99% of the time, algorithms end up being way more frustrating and way less effective in code than they were in your head. Then, there's that 1% of the time wherein divine powder falls from the sky, striking your code at a secret, magical angle that induces ridiculous levels of wow-this-just-works-ness. And then you ask "where's the catch?" and hope that there isn't one.
Such has been the story of SurfaceWrap, my work-in-progress surface-based scalar field polygonization algorithm. It's remarkable how well it's working so far. Granted, it's still not adaptive nor self-stitching, so I'm hesitant to terminate my relationship with marching cubes just yet...but things are looking really, really good. I've run into a surprisingly small number of headaches, especially considering how hard I usually fail at writing topological algorithms.

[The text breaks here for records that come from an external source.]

//! Default interface and local subnet resolution.
//!
//! The pipeline needs one interface name (for link-layer capture and the
//! address-resolution sweep) and one subnet (for the address sweep). When
//! neither is configured, the first up, non-loopback, non-virtual IPv4
//! interface wins. Failing to find one is the only fatal error of a run.

use std::fmt;
use std::net::Ipv4Addr;

use ipnet::Ipv4Net;
use network_interface::{Addr, NetworkInterface, NetworkInterfaceConfig};

use crate::error::{DiscoverError, Result};

/// Interface name prefixes that never carry the physical segment.
const VIRTUAL_PREFIXES: &[&str] = &["lo", "docker", "br-", "veth", "virbr", "tun", "tap", "wg"];

/// The segment a run discovers on.
#[derive(Debug, Clone, PartialEq, Eq)]
pub struct LocalSegment {
    pub interface: String,
    pub address: Ipv4Addr,
    pub subnet: Ipv4Net,
}

impl fmt::Display for LocalSegment {
    fn fmt(&self, f: &mut fmt::Formatter<'_>) -> fmt::Result {
        write!(f, "{} ({})", self.interface, self.subnet)
    }
}

/// One IPv4 address bound to an interface.
#[derive(Debug, Clone, PartialEq, Eq)]
pub struct InterfaceAddr {
    pub name: String,
    pub ip: Ipv4Addr,
    pub prefix_len: u8,
    /// Link state as the kernel reports it.
    pub is_up: bool,
}

/// Resolve the segment from the host's interfaces, honoring overrides.
pub fn resolve_segment(interface: Option<&str>, subnet: Option<&str>) -> Result<LocalSegment> {
    let interfaces = NetworkInterface::show().map_err(|e| {
        tracing::error!(error = %e, "Failed to enumerate network interfaces");
        DiscoverError::NoUsableInterface
    })?;

    let candidates: Vec<InterfaceAddr> = interfaces
        .into_iter()
        .flat_map(|iface| {
            let name = iface.name.clone();
            let is_up = link_is_up(&name);
            iface.addr.into_iter().filter_map(move |addr| match addr {
                Addr::V4(v4) => Some(InterfaceAddr {
                    name: name.clone(),
                    is_up,
                    ip: v4.ip,
                    prefix_len: v4
                        .netmask
                        .map(|m| u32::from(m).count_ones() as u8)
                        .unwrap_or(24),
                }),
                Addr::V6(_) => None,
            })
        })
        .collect();

    select_segment(&candidates, interface, subnet)
}

/// Pick the segment from a list of interface addresses.
pub fn select_segment(
    candidates: &[InterfaceAddr],
    interface: Option<&str>,
    subnet: Option<&str>,
) -> Result<LocalSegment> {
    let chosen = match interface {
        Some(wanted) => candidates
            .iter()
            .filter(|c| c.name == wanted)
            .min_by_key(|c| !is_usable(c))
            .ok_or_else(|| DiscoverError::InterfaceNotFound {
                name: wanted.to_string(),
            })?,
        None => candidates
            .iter()
            .find(|c| is_usable(c))
            .ok_or(DiscoverError::NoUsableInterface)?,
    };

    let subnet = match subnet {
        Some(cidr) => cidr
            .parse::<Ipv4Net>()
            .map_err(|e| DiscoverError::Config(format!("Invalid subnet {cidr}: {e}")))?
            .trunc(),
        None => Ipv4Net::new(chosen.ip, chosen.prefix_len)
            .map_err(|e| DiscoverError::Config(format!("Invalid prefix on {}: {e}", chosen.name)))?
            .trunc(),
    };

    Ok(LocalSegment {
        interface: chosen.name.clone(),
        address: chosen.ip,
        subnet,
    })
}

// network-interface does not expose link flags, so read sysfs. Hosts
// without it (non-Linux) treat every interface as up.
fn link_is_up(name: &str) -> bool {
    let state = std::fs::read_to_string(format!("/sys/class/net/{name}/operstate")).ok();
    operstate_is_up(state.as_deref())
}

/// `unknown` is what loopback and many tunnels report while passing traffic.
fn operstate_is_up(state: Option<&str>) -> bool {
    match state.map(str::trim) {
        Some("down") | Some("lowerlayerdown") | Some("notpresent") => false,
        _ => true,
    }
}

fn is_usable(candidate: &InterfaceAddr) -> bool {
    candidate.is_up
        && !candidate.ip.is_loopback()
        && !candidate.ip.is_link_local()
        && !candidate.ip.is_unspecified()
        && !VIRTUAL_PREFIXES
            .iter()
            .any(|prefix| candidate.name.starts_with(prefix))
}

#[cfg(test)]
mod tests {
    use super::*;

    fn addr(name: &str, ip: [u8; 4], prefix_len: u8) -> InterfaceAddr {
        InterfaceAddr {
            name: name.to_string(),
            ip: Ipv4Addr::from(ip),
            prefix_len,
            is_up: true,
        }
    }

    fn host_interfaces() -> Vec<InterfaceAddr> {
        vec![
            addr("lo", [127, 0, 0, 1], 8),
            addr("docker0", [172, 17, 0, 1], 16),
            addr("eth0", [169, 254, 3, 3], 16),
            addr("eth0", [192, 168, 1, 23], 24),
            addr("wlan0", [10, 0, 0, 7], 22),
        ]
    }

    #[test]
    fn test_picks_first_physical_interface() {
        let segment = select_segment(&host_interfaces(), None, None).unwrap();
        assert_eq!(segment.interface, "eth0");
        assert_eq!(segment.address, Ipv4Addr::new(192, 168, 1, 23));
        assert_eq!(segment.subnet.to_string(), "192.168.1.0/24");
    }

    #[test]
    fn test_down_interface_is_skipped() {
        let mut interfaces = host_interfaces();
        for iface in interfaces.iter_mut().filter(|i| i.name == "eth0") {
            iface.is_up = false;
        }
        let segment = select_segment(&interfaces, None, None).unwrap();
        assert_eq!(segment.interface, "wlan0");
    }

    #[test]
    fn test_operstate() {
        assert!(operstate_is_up(Some("up\n")));
        assert!(operstate_is_up(Some("unknown\n")));
        assert!(operstate_is_up(None));
        assert!(!operstate_is_up(Some("down\n")));
        assert!(!operstate_is_up(Some("lowerlayerdown")));
    }

    #[test]
    fn test_interface_override() {
        let segment = select_segment(&host_interfaces(), Some("wlan0"), None).unwrap();
        assert_eq!(segment.subnet.to_string(), "10.0.0.0/22");
    }

    #[test]
    fn test_subnet_override_is_truncated() {
        let segment =
            select_segment(&host_interfaces(), None, Some("192.168.107.77/24")).unwrap();
        assert_eq!(segment.subnet.to_string(), "192.168.107.0/24");
    }

    #[test]
    fn test_no_usable_interface_is_fatal() {
        let only_virtual = vec![addr("lo", [127, 0, 0, 1], 8), addr("veth12", [10, 9, 0, 1], 24)];
        assert!(matches!(
            select_segment(&only_virtual, None, None),
            Err(DiscoverError::NoUsableInterface)
        ));
    }

    #[test]
    fn test_unknown_interface_override() {
        assert!(matches!(
            select_segment(&host_interfaces(), Some("eth9"), None),
            Err(DiscoverError::InterfaceNotFound { .. })
        ));
    }

    #[test]
    fn test_bad_subnet_override() {
        assert!(matches!(
            select_segment(&host_interfaces(), None, Some("not/a/subnet")),
            Err(DiscoverError::Config(_))
        ));
    }
}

Here's the current state of the algorithm:
A few things to notice:
- The triangles cover the surface very smoothly and gradually without slivers or jaggies
- The consistency of the triangles is really nice! Looks like this algorithm is going to dominate with symmetric surfaces
- Approximate normals are calculated for free (no gradient evaluations!) during the process! BIG WIN!
- Although stitching isn't yet implemented, no self-intersection has been observed (so long as the boundary isn't allowed to wrap back around on itself). Looks like the small-angle-elimination feature is keeping everything in check
Next step: boundary merging/splitting. Pray for me.